How long does it really take to digest food? Experts explain

You may be surprised to learn that digestion actually begins before you even take your first bite of food. This is called the cephalic phase of digestion and is triggered by the mere sight or smell (or even the thought or taste) of food as your body prepares to eat.

Once you’ve taken your first bite, the saliva in our mouths moistens and helps digest food, for example amylase for carbohydrates and starches. As nutrition scientist Ashley Jordan Ferira, Ph.D., RDN explains, “Along with chewing, your mouth is where digestion, or the breaking down of food into smaller pieces, begins. In fact, your mouth (aka oral cavity) has its own unique set of microbes known as the oral microbiome.

From our mouth, the foods, drinks and supplements we consume travel through the pharynx and esophagus to the stomach where they are further broken down. This ongoing digestion occurs through unique acidic compounds, as well as protein and fat digesting enzymes, in the stomach. “Muscle contractions in the stomach also aid in the digestive process,” adds Ferira. From chewing our food to digesting our stomach, this movement of food takes about two hours.

Your meal, or “bolus of digested food known as chyme,” Ferira explains, will then travel into the small intestine via the pyloric sphincter where digestive enzymes, many of which are secreted by the pancreas, and bile from the gallbladder break it up into even smaller pieces before they are absorbed from the gut into the bloodstream for use by the whole body.

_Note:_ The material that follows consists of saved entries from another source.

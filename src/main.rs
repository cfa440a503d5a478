//! ==============================================================================
//! main.rs - smart bin hub entry point
//! ==============================================================================
//!
//! purpose:
//!     receives telemetry from the bin's sensor node and serves the latest
//!     state to the dashboard.
//!
//! responsibilities:
//!     - load configuration (config.rs)
//!     - set up the log stream
//!     - open the store once; if that fails, exit instead of serving
//!     - serve the json api until ctrl-c / sigterm
//!
//! architecture:
//!
//!     ┌──────────────┐   POST /sensor-data    ┌─────────────────────────┐
//!     │ sensor node  │ ─────────────────────> │        hub (axum)       │
//!     │ (bin + lid)  │   POST /estado-tapa    │  api.rs -> store.rs     │
//!     └──────────────┘                        │            │            │
//!     ┌──────────────┐   GET /datos-actuales  │      ┌─────┴─────┐      │
//!     │  dashboard   │ <───────────────────── │      │  sqlite   │      │
//!     └──────────────┘                        │      └───────────┘      │
//!                                             └─────────────────────────┘
//!
//! ==============================================================================

use anyhow::{Context, Result};
use tracing_subscriber::EnvFilter;

use smartbin_hub::{api, config, store};

// ==============================================================================
// main entry point
// ==============================================================================

#[tokio::main]
async fn main() -> Result<()> {
    // startup banner
    println!("===========================================================");
    println!("  Smart Bin Hub - telemetry ingestion");
    println!("===========================================================");

    // step 1: load configuration
    let config = config::HubConfig::load_or_default();

    // step 2: log stream
    init_tracing(&config.logging.level);
    config.print_summary();

    // step 3: open the store, fatal on failure
    let store = match store::open_store(&config.storage) {
        Ok(s) => s,
        Err(e) => {
            tracing::error!("fatal: failed to open store: {:#}", e);
            return Err(e);
        }
    };

    // step 4: serve
    let state = api::AppState::new(store, &config);
    run_server(&config.server, state).await
}

/// RUST_LOG wins over the configured level
fn init_tracing(level: &str) {
    let filter = EnvFilter::try_from_default_env()
        .or_else(|_| EnvFilter::try_new(level))
        .unwrap_or_else(|_| EnvFilter::new("info"));

    tracing_subscriber::fmt().with_env_filter(filter).init();
}

// ==============================================================================
// web server
// ==============================================================================

async fn run_server(server: &config::ServerConfig, state: api::AppState) -> Result<()> {
    let app = api::router(state, server.body_limit_bytes());

    let addr = server.socket_addr();
    let listener = tokio::net::TcpListener::bind(&addr)
        .await
        .with_context(|| format!("failed to bind {addr}"))?;
    tracing::info!("hub listening on http://{}", addr);

    axum::serve(listener, app)
        .with_graceful_shutdown(shutdown_signal())
        .await
        .context("http server failed")?;

    tracing::info!("hub stopped");
    Ok(())
}

async fn shutdown_signal() {
    let ctrl_c = async {
        if let Err(e) = tokio::signal::ctrl_c().await {
            tracing::error!("failed to listen for ctrl-c: {}", e);
            std::future::pending::<()>().await;
        }
    };

    #[cfg(unix)]
    let terminate = async {
        match tokio::signal::unix::signal(tokio::signal::unix::SignalKind::terminate()) {
            Ok(mut sig) => {
                sig.recv().await;
            }
            Err(e) => {
                tracing::error!("failed to listen for sigterm: {}", e);
                std::future::pending::<()>().await;
            }
        }
    };

    #[cfg(not(unix))]
    let terminate = std::future::pending::<()>();

    tokio::select! {
        _ = ctrl_c => {},
        _ = terminate => {},
    }
    tracing::info!("shutdown signal received");
}
pub mod check;
pub mod delta;
pub mod notify;
pub mod shelve;
pub mod summarize;

mod context;
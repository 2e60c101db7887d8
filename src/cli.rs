use std::path::PathBuf;

use clap::{Args, Parser, Subcommand};

use crate::catalog::{SPOTIFY_ACCOUNTS_BASE, SPOTIFY_API_BASE};
use crate::links::DEFAULT_LINK_TIMEOUT;
use crate::sheets::SHEETS_API_BASE;

#[derive(Parser, Debug)]
#[command(
    name = "moodofmusic",
    version,
    about = "Survey playlist happiness scoring from Spotify valence"
)]
pub struct Cli {
    #[command(subcommand)]
    pub command: Commands,
}

#[derive(Subcommand, Debug)]
pub enum Commands {
    Shelve(ShelveArgs),
    Summarize(SummarizeArgs),
    Delta(DeltaArgs),
    Check(CheckArgs),
    Notify(NotifyArgs),
}

#[derive(Args, Debug, Clone)]
pub struct SheetArgs {
    #[arg(long, env = "SURVEY_SPREADSHEET_ID")]
    pub spreadsheet_id: Option<String>,

    #[arg(long)]
    pub range: Option<String>,

    #[arg(long)]
    pub rows_file: Option<PathBuf>,

    #[arg(long, env = "SHEETS_API_KEY", hide_env_values = true)]
    pub sheets_api_key: Option<String>,

    #[arg(long, env = "SHEETS_ACCESS_TOKEN", hide_env_values = true)]
    pub sheets_access_token: Option<String>,

    #[arg(long, default_value = SHEETS_API_BASE)]
    pub sheets_api_base: String,
}

#[derive(Args, Debug, Clone)]
pub struct CatalogArgs {
    #[arg(long, env = "SPOTIFY_CLIENT_ID")]
    pub spotify_client_id: Option<String>,

    #[arg(long, env = "SPOTIFY_CLIENT_SECRET", hide_env_values = true)]
    pub spotify_client_secret: Option<String>,

    #[arg(long, env = "SPOTIFY_TOKEN", hide_env_values = true)]
    pub spotify_token: Option<String>,

    #[arg(long, default_value = SPOTIFY_API_BASE)]
    pub spotify_api_base: String,

    #[arg(long, default_value = SPOTIFY_ACCOUNTS_BASE)]
    pub spotify_accounts_base: String,

    #[arg(long, default_value_t = DEFAULT_LINK_TIMEOUT.as_millis() as u64)]
    pub link_timeout_ms: u64,

    #[arg(long, default_value_t = 3)]
    pub max_attempts: usize,
}

#[derive(Args, Debug, Clone)]
pub struct ShelveArgs {
    #[command(flatten)]
    pub sheet: SheetArgs,

    #[arg(long)]
    pub output: Option<PathBuf>,
}

#[derive(Args, Debug, Clone)]
pub struct SummarizeArgs {
    #[command(flatten)]
    pub sheet: SheetArgs,

    #[command(flatten)]
    pub catalog: CatalogArgs,

    #[arg(long, default_value = ".cache/moodofmusic")]
    pub cache_root: PathBuf,

    #[arg(long)]
    pub output: Option<PathBuf>,
}

#[derive(Args, Debug, Clone)]
pub struct DeltaArgs {
    #[command(flatten)]
    pub sheet: SheetArgs,

    #[command(flatten)]
    pub catalog: CatalogArgs,

    #[arg(long, default_value = ".cache/moodofmusic")]
    pub cache_root: PathBuf,

    #[arg(long)]
    pub output: Option<PathBuf>,
}

#[derive(Args, Debug, Clone)]
pub struct CheckArgs {
    pub link: String,

    #[arg(long)]
    pub year: Option<String>,

    #[command(flatten)]
    pub catalog: CatalogArgs,
}

#[derive(Args, Debug, Clone)]
pub struct NotifyArgs {
    #[command(flatten)]
    pub sheet: SheetArgs,

    #[command(flatten)]
    pub catalog: CatalogArgs,

    #[arg(long, default_value = ".cache/moodofmusic")]
    pub cache_root: PathBuf,

    #[arg(long)]
    pub outbox_dir: Option<PathBuf>,

    #[arg(long, default_value_t = false)]
    pub dry_run: bool,
}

“These smaller constituents carried and used throughout our bodies are peptides that make up proteins, sugars that make up carbohydrates, fatty acids that include fats, as well as vitamins, minerals, and even phytonutrients,” Ferira shares. . “A unique range of probiotic species reside in the small intestine, also interacting with our dietary intake,” adds Ferira.

You can expect food to pass through the muscle-lined small intestine for one to five hours depending on what you’ve eaten (more on that later). moves along all remaining digested and undigested compounds.

The large intestine section of the intestine is where another unique habitat of gut flora microbiota resides. “Of course, this assumes that our dietary intakes and supplements feed gut microbial abundance and diversity daily,” adds Ferira.

Another important act is carried out at the level of the colon: mass gain. As significant amounts of water are absorbed from the intestine into the bloodstream of the small intestine, “the final water absorption activity occurs in the colon, to functionally solidify the remaining indigestible components of our diet, creating stool,” says Ferira.

The colon is also where certain bacteria work to ferment the remaining major nutritional components (e.g., prebiotic fibers) to glean additional nutrients and “produce unique nutritional byproducts like short-chain fatty acids that confer health benefits,” says Ferira. In fact, consuming fiber will have a direct impact on how long food stays in the large intestine, and fiber helps bulk up the stool that will then exit your body (via the rectum and finally the anus) at the end. of the digestive tract.